RXN Files
RXN Files are part of the MDL Information Systems ๐ Chemical Table Files which also include Molfiles. Each RXN File contains a RXN specific comment block at the beginning and following that multiple MOL blocks depending on the number of metabolites.
- Comment Block
- MOL Block
- Full RXN
Each Comment Block starts with $RXN marking the beginning of a RXN File. The following line contains a comment that is specific to the program generating the RXN File. The last line indicates the number of substrates and products respectively.

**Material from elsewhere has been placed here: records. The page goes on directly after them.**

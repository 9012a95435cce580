//! Runs one parsed command line. Everything except `shell` prints its result
//! and returns.
use anyhow::{bail, Result};
use chrono::Local;
use std::io::Write;

use crate::algebra::SetOp;
use crate::archive::{Archive, Record};
use crate::args::{Args, Command, NamedText};
use crate::console::Terminal;
use crate::render;
use crate::report::Analysis;
use crate::session::Session;
use crate::store::Store;
use crate::styles::{as_error, as_item, as_title};
use crate::survey::{Survey, LITERAL_LIMIT};
use crate::typed::{self, SetKind, TypedSet};

fn typed_operand(operand: &NamedText, kind: SetKind) -> (String, TypedSet) {
    (operand.name.clone(), typed::parse(&operand.elements, kind).set)
}

/// Runs `args`, printing to `out`. The interactive shell talks to the
/// terminal instead.
pub fn execute(args: Args, out: &mut dyn Write) -> Result<()> {
    let Args { dir, history, out: out_dir, color, command } = args;
    let archive = || Archive::open(&dir, &history);
    match command {
        Command::Shell { examples } => {
            let store = if examples { Store::with_examples() } else { Store::new() };
            let mut session = Session::new(store, archive()?, out_dir);
            session.run(&mut Terminal::new(color))?;
        }
        Command::Parse { kind, text } => {
            let parsed = typed::parse(&text, kind);
            writeln!(out, "{}", parsed.set)?;
            writeln!(out, "{} element(s), {}", parsed.set.len(), kind.label())?;
            if !parsed.rejected.is_empty() {
                writeln!(out, "{} {}", as_error("rejected:"), parsed.rejected.join(" "))?;
            }
        }
        Command::Classify { text } => {
            let classified = typed::classify(&text);
            writeln!(
                out,
                "integers: {} (sum {})",
                TypedSet::Integer(classified.integers.clone()),
                classified.integer_sum()
            )?;
            writeln!(
                out,
                "decimals: {} (sum {})",
                TypedSet::Decimal(classified.decimals.clone()),
                classified.decimal_sum()
            )?;
            writeln!(out, "words: {}", TypedSet::Token(classified.tokens))?;
        }
        Command::Combine { kind, op, left, right } => {
            let mut store = Store::new();
            for operand in [&left, &right] {
                let (name, set) = typed_operand(operand, kind);
                store.create(&name, set, |_| true)?;
            }
            let results = match op {
                Some(op) => vec![(op, store.combine(&left.name, op, &right.name)?)],
                None => {
                    let ops = [SetOp::Union, SetOp::Intersection, SetOp::Difference];
                    ops.into_iter().zip(store.combine_all(&left.name, &right.name)?).collect()
                }
            };
            for (op, result) in results {
                writeln!(out, "{} {} {} = {result}", left.name, op.symbol(), right.name)?;
            }
        }
        Command::Save { file, name, kind, elements } => {
            let record = Record { name, kind, elements };
            let path = archive()?.save(&file, &record, Local::now())?;
            writeln!(out, "saved {} to {}", record.name, path.display())?;
        }
        Command::Load { file } => {
            let loaded = archive()?.load(&file)?;
            writeln!(
                out,
                "{} ({}) = {}",
                loaded.record.name,
                loaded.record.kind.label(),
                loaded.parsed.set
            )?;
            if !loaded.parsed.rejected.is_empty() {
                writeln!(out, "{} {}", as_error("ignored:"), loaded.parsed.rejected.join(" "))?;
            }
        }
        Command::List => {
            let archive = archive()?;
            for entry in archive.list()? {
                write!(out, "{}  {} bytes", as_item(&entry.file_name), entry.size)?;
                if let (Some(name), Some(kind)) = (&entry.name, &entry.kind) {
                    write!(out, "  {name} ({kind})")?;
                }
                writeln!(out)?;
            }
        }
        Command::Delete { file, confirmed } => {
            if archive()?.delete(&file, confirmed)? {
                writeln!(out, "deleted {file}")?;
            } else {
                writeln!(out, "{file} not deleted; pass --yes to confirm")?;
            }
        }
        Command::Import { source, name } => {
            let imported = archive()?.import(&source, &name, Local::now())?;
            writeln!(
                out,
                "imported {} word(s) from {} into {}",
                imported.set.len(),
                source.display(),
                imported.path.display()
            )?;
        }
        Command::Backup => {
            let path = archive()?.backup(&out_dir, Local::now())?;
            writeln!(out, "backup written to {}", path.display())?;
        }
        Command::History => {
            for line in archive()?.history()? {
                writeln!(out, "{line}")?;
            }
        }
        Command::Report { formats, kind, sets, saved } => {
            let mut named: Vec<(String, TypedSet)> =
                sets.iter().map(|operand| typed_operand(operand, kind)).collect();
            if saved {
                let archive = archive()?;
                for file in archive.files()? {
                    let loaded = archive.load(&file)?;
                    named.push((loaded.record.name, loaded.parsed.set));
                }
            }
            if named.is_empty() {
                bail!("No sets to report on: give some as NAME=ELEMENTS or use --saved");
            }
            let analysis =
                Analysis::compute(named.iter().map(|(name, set)| (name.as_str(), set)), Local::now());
            for format in formats {
                let path = render::write_report(&analysis, format, &out_dir)?;
                writeln!(out, "{} {}", as_title("report:"), path.display())?;
            }
        }
        Command::Clubs { population } => {
            let survey = Survey::clubs(population);
            let n = survey.counts()?;
            writeln!(out, "Colina: {}  Silvestre: {}  Campestre: {}", n.a, n.b, n.c)?;
            writeln!(
                out,
                "Colina and Silvestre: {}  Colina and Campestre: {}  Silvestre and Campestre: {}",
                n.ab, n.ac, n.bc
            )?;
            writeln!(out, "All three: {}", n.abc)?;
            writeln!(out, "At least one club: {}", survey.attending_any()?)?;
            writeln!(out, "No club: {}", survey.attending_none()?)?;
            match survey.verify()? {
                Some(check) => {
                    let verdict = if check.holds() { "agrees" } else { "DISAGREES" };
                    writeln!(out, "Counted from concrete sets: {} ({verdict})", check.lhs)?;
                }
                None => writeln!(out, "Too many people to count one by one (limit {LITERAL_LIMIT})")?,
            }
        }
    }
    out.flush()?;
    Ok(())
}

#[allow(clippy::pedantic)]
#[cfg(test)]
mod test {
    use super::*;
    use crate::render::ReportFormat;
    use assert_fs::{prelude::*, TempDir};
    use std::path::PathBuf;

    fn run_in(temp: &TempDir, command: Command) -> String {
        let args = Args {
            dir: temp.child("sets").path().to_path_buf(),
            history: temp.child("history.txt").path().to_path_buf(),
            out: temp.path().to_path_buf(),
            color: crate::styles::ColorChoice::Never,
            command,
        };
        let mut out = Vec::new();
        execute(args, &mut out).unwrap();
        anstream::adapter::strip_str(&String::from_utf8(out).unwrap()).to_string()
    }

    fn named(name: &str, elements: &str) -> NamedText {
        NamedText { name: name.into(), elements: elements.into() }
    }

    #[test]
    fn combine_prints_every_result() {
        let temp = TempDir::new().unwrap();
        let shown = run_in(
            &temp,
            Command::Combine {
                kind: SetKind::Integer,
                op: None,
                left: named("A", "1 2 3 4 5"),
                right: named("B", "4 5 6 7 8"),
            },
        );
        assert_eq!(
            shown,
            "A U B = {1, 2, 3, 4, 5, 6, 7, 8}\nA INT B = {4, 5}\nA - B = {1, 2, 3}\n"
        );
    }

    #[test]
    fn save_load_and_delete() {
        let temp = TempDir::new().unwrap();
        let save = Command::Save {
            file: "letters".into(),
            name: "Letters".into(),
            kind: SetKind::Token,
            elements: "b a a c".into(),
        };
        assert!(run_in(&temp, save).starts_with("saved Letters to "));
        let shown = run_in(&temp, Command::Load { file: "letters".into() });
        assert_eq!(shown, "Letters (Words/Text) = {a, b, c}\n");

        let refused = run_in(&temp, Command::Delete { file: "letters".into(), confirmed: false });
        assert!(refused.contains("not deleted"));
        temp.child("sets/letters.conjunto").assert(predicates::path::exists());
        run_in(&temp, Command::Delete { file: "letters".into(), confirmed: true });
        temp.child("sets/letters.conjunto").assert(predicates::path::missing());

        let history = run_in(&temp, Command::History);
        assert_eq!(history.lines().count(), 3);
    }

    #[test]
    fn report_from_saved_sets() {
        let temp = TempDir::new().unwrap();
        temp.child("sets/a.conjunto").write_str("NOME=A\nTIPO=1\nELEMENTOS=1 2 3\n").unwrap();
        let shown = run_in(
            &temp,
            Command::Report {
                formats: vec![ReportFormat::Csv],
                kind: SetKind::Integer,
                sets: vec![named("B", "3 4")],
                saved: true,
            },
        );
        let path = PathBuf::from(shown.trim().strip_prefix("report: ").unwrap());
        let csv = std::fs::read_to_string(path).unwrap();
        assert_eq!(csv.lines().nth(1), Some("\"B\",\"3; 4\",2,\"3\",\"4\""));
        assert_eq!(csv.lines().nth(2), Some("\"A\",\"1; 2; 3\",3,\"1\",\"3\""));
    }

    #[test]
    fn classify_and_parse() {
        let temp = TempDir::new().unwrap();
        let shown = run_in(&temp, Command::Classify { text: "1 2 3 4 5 3.14 2.71 abc".into() });
        assert!(shown.contains("integers: {1, 2, 3, 4, 5} (sum 15)"));
        assert!(shown.contains("decimals: {2.71, 3.14}"));
        assert!(shown.contains("words: {abc}"));

        let parsed = run_in(&temp, Command::Parse { kind: SetKind::Integer, text: "3 x 1 3".into() });
        assert_eq!(parsed, "{1, 3}\n2 element(s), Integers\nrejected: x\n");
    }
}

Each MOL Block starts with an indicator $MOL, which is followed by a comment block containing name, MetAMDB identifier, reactant and position, as well as a comment by the program used for atom mapping generation.
Indicated in orange is the counts lines, showing the number of atoms, the number of bonds and the MOL file format V2000.
Followed by the counts line is the atom block, containing x, y, and z coordinates used for the Reaction Image generation (blue), the element (green), and finally the atom mapping (yellow).
After the atom block comes the bond block, which shows the atoms which are participating in the bond and the bond type (1=single bond, 2=double bond). So for example atom 5 and 7 are bound by a double bond.
Warning!
Atom numbers are row numbers of the atom block, not the atom mapping number. This is only essential if the row number is unequal to the atom mapping number.